Her photography is an exploration of the most familiar, the closest, the deepest. In 1992, she published her seminal work, Immediate Family, documenting seven years of her children’s life. The zealous polemic fueled by America’s prude overshadowed the intense quality of Mann’s photographs. Immediate Family was a work only a mother could have achieved, and it is difficult to tell whether the debate grew so heated because of the (obviously unfounded) allegations of child pornography, or because of the unspoken truths the pictures told about childhood: its innocence, its sensuality, its graveness, its loneliness, its fear and its ache.

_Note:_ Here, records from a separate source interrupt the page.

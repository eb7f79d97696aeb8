//! SQLite and dqlite drivers for the kine key-value log.
//!
//! Both flavours talk to the engine through a bb8 pool of rusqlite connections, every call
//! running on `spawn_blocking`. They differ in the constants they hand the executor:
//!
//! - [`Flavor::Sqlite`]: embedded single-node database. Writes are serialised in-process so the
//!   single SQLite writer is not hammered with busy errors.
//! - [`Flavor::Dqlite`]: Raft-replicated database consumed through the node's SQL connection.
//!   Writes are not serialised locally, the retry budget is larger, and leadership changes and
//!   checkpoints count as transient.
//!
//! # Example
//!
//! ```rust,ignore
//! use std::sync::Arc;
//! use kine_core::{LogStore, StoreConfig};
//! use kine_storage_sqlite::{DriverOptions, Flavor, SqliteDriver};
//!
//! let driver = SqliteDriver::open("db/state.db", Flavor::Sqlite, DriverOptions::default()).await?;
//! let store = LogStore::new(Arc::new(driver), StoreConfig::default());
//! store.start(&ctx).await?;
//! ```

mod connection;
mod driver;
mod error;
pub mod schema;
mod value;

pub use connection::{ConnectionOptions, PooledConnection, SqliteConfig, SqliteConnectionManager};
pub use driver::{DriverOptions, Flavor, SqliteDriver};
pub use error::SqliteError;
pub use value::SqliteValue;
//! Concurrency gate in front of the executor.
//!
//! Waiting for a slot is backpressure, not an error: a blocked request only fails when its
//! cancellation token fires or the controller is shut down.

use std::sync::Arc;

use tokio::sync::{OwnedSemaphorePermit, Semaphore};
use tokio_util::sync::CancellationToken;
use tracing::debug;

use crate::error::StoreError;

pub const DEFAULT_MAX_CONCURRENT_TXN: usize = 300;

#[derive(Debug, Clone, Copy, PartialEq, Eq)]
pub enum AdmissionPolicy {
    AllowAll,
    LimitConcurrentTransactions { max_concurrent: usize, only_writes: bool },
}

impl Default for AdmissionPolicy {
    fn default() -> Self { AdmissionPolicy::AllowAll }
}

#[derive(Debug, Clone, Copy, PartialEq, Eq)]
pub enum TxnKind {
    Read,
    Write,
}

/// Held for the duration of one transaction; dropping it frees the slot.
#[derive(Debug)]
pub struct Admission(#[allow(dead_code)] Option<OwnedSemaphorePermit>);

#[derive(Debug)]
pub struct AdmissionController {
    policy: AdmissionPolicy,
    slots: Option<Arc<Semaphore>>,
}

impl AdmissionController {
    pub fn new(policy: AdmissionPolicy) -> Self {
        let slots = match policy {
            AdmissionPolicy::AllowAll => None,
            AdmissionPolicy::LimitConcurrentTransactions { max_concurrent, .. } => Some(Arc::new(Semaphore::new(max_concurrent.max(1)))),
        };
        Self { policy, slots }
    }

    pub fn policy(&self) -> AdmissionPolicy { self.policy }

    fn gates(&self, kind: TxnKind) -> bool {
        match self.policy {
            AdmissionPolicy::AllowAll => false,
            AdmissionPolicy::LimitConcurrentTransactions { only_writes, .. } => !only_writes || kind == TxnKind::Write,
        }
    }

    /// Waits for a slot, if this kind of transaction is gated.
    pub async fn admit(&self, ctx: &CancellationToken, kind: TxnKind) -> Result<Admission, StoreError> {
        let slots = match &self.slots {
            Some(slots) if self.gates(kind) => slots.clone(),
            _ => return Ok(Admission(None)),
        };

        if let Ok(permit) = slots.clone().try_acquire_owned() {
            return Ok(Admission(Some(permit)));
        }

        debug!("admission: {kind:?} transaction waiting for a slot");
        tokio::select! {
            _ = ctx.cancelled() => Err(StoreError::Cancelled),
            permit = slots.acquire_owned() => match permit {
                Ok(permit) => Ok(Admission(Some(permit))),
                // closed by shutdown
                Err(_) => Err(StoreError::Cancelled),
            },
        }
    }

    /// Slots currently free, or `None` when nothing is gated.
    pub fn available(&self) -> Option<usize> { self.slots.as_ref().map(|slots| slots.available_permits()) }

    /// Fails every waiting and future gated request.
    pub fn close(&self) {
        if let Some(slots) = &self.slots {
            slots.close();
        }
    }
}
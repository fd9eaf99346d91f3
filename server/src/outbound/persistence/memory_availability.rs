//! In-memory availability store adapter.
//!
//! Satisfies the [`AvailabilityStore`] port with a mutex-guarded map; any
//! keyed store fulfils the contract, so tests and deployments without the
//! CSV file use this one.

use std::sync::{Mutex, MutexGuard, PoisonError};

use async_trait::async_trait;

use crate::domain::ports::{AvailabilityStore, AvailabilityStoreError};
use crate::domain::BookTitle;

#[derive(Debug, Clone)]
struct TitleEntry {
    /// Title as originally registered, for display.
    title: String,
    available: bool,
}

/// Mutex-guarded in-memory implementation of [`AvailabilityStore`].
///
/// Entries keep registration order, matching the file-backed adapter.
#[derive(Debug, Default)]
pub struct InMemoryAvailabilityStore {
    inner: Mutex<Vec<TitleEntry>>,
}

impl InMemoryAvailabilityStore {
    /// Create a store pre-populated with `(title, available)` pairs.
    pub fn with_titles<I, S>(titles: I) -> Self
    where
        I: IntoIterator<Item = (S, bool)>,
        S: Into<String>,
    {
        let entries = titles
            .into_iter()
            .map(|(title, available)| TitleEntry {
                title: title.into(),
                available,
            })
            .collect();
        Self {
            inner: Mutex::new(entries),
        }
    }

    fn entries(&self) -> MutexGuard<'_, Vec<TitleEntry>> {
        self.inner.lock().unwrap_or_else(PoisonError::into_inner)
    }
}

#[async_trait]
impl AvailabilityStore for InMemoryAvailabilityStore {
    async fn availability(
        &self,
        title: &BookTitle,
    ) -> Result<Option<bool>, AvailabilityStoreError> {
        Ok(self
            .entries()
            .iter()
            .find(|entry| title.matches(&entry.title))
            .map(|entry| entry.available))
    }

    async fn set_availability(
        &self,
        title: &BookTitle,
        available: bool,
    ) -> Result<(), AvailabilityStoreError> {
        let mut entries = self.entries();
        match entries.iter_mut().find(|entry| title.matches(&entry.title)) {
            Some(entry) => {
                entry.available = available;
                Ok(())
            }
            None => Err(AvailabilityStoreError::unknown_title(title.as_str())),
        }
    }

    async fn available_titles(&self) -> Result<Vec<String>, AvailabilityStoreError> {
        Ok(self
            .entries()
            .iter()
            .filter(|entry| entry.available)
            .map(|entry| entry.title.clone())
            .collect())
    }
}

But Sally Mann is not easily impressed. She continued her exploration of the closest and the deepest, material and metaphysical. Deep South includes many pictures of Civil War battlefields in which the soul of the dead seem to linger beyond the collodion stains. Mann’s preoccupation with mortality and decay is perceptible throughout her work and it became her prime matter in What Remains. At the same time, Mann was working with her husband Larry Mann on a series of nude pictures of his body as it was being transformed by muscular dystrophy. The series was published in 2006 under the title Proud Flesh. Ever close, ever familiar, Mann is now preparing Marital Trust, a book comprised of profoundly intimate photos of her and her husband.

Although Sally Mann has spent her entire artistic career exploiting old cameras and techniques dating back to the 19th century, she does have a website. A photography website by a photographer. Straightforward, minimal and inviting, it features her personal and professional information and a selection of her works to be browsed by theme. The press packet – in PDF format – contains many valuable articles.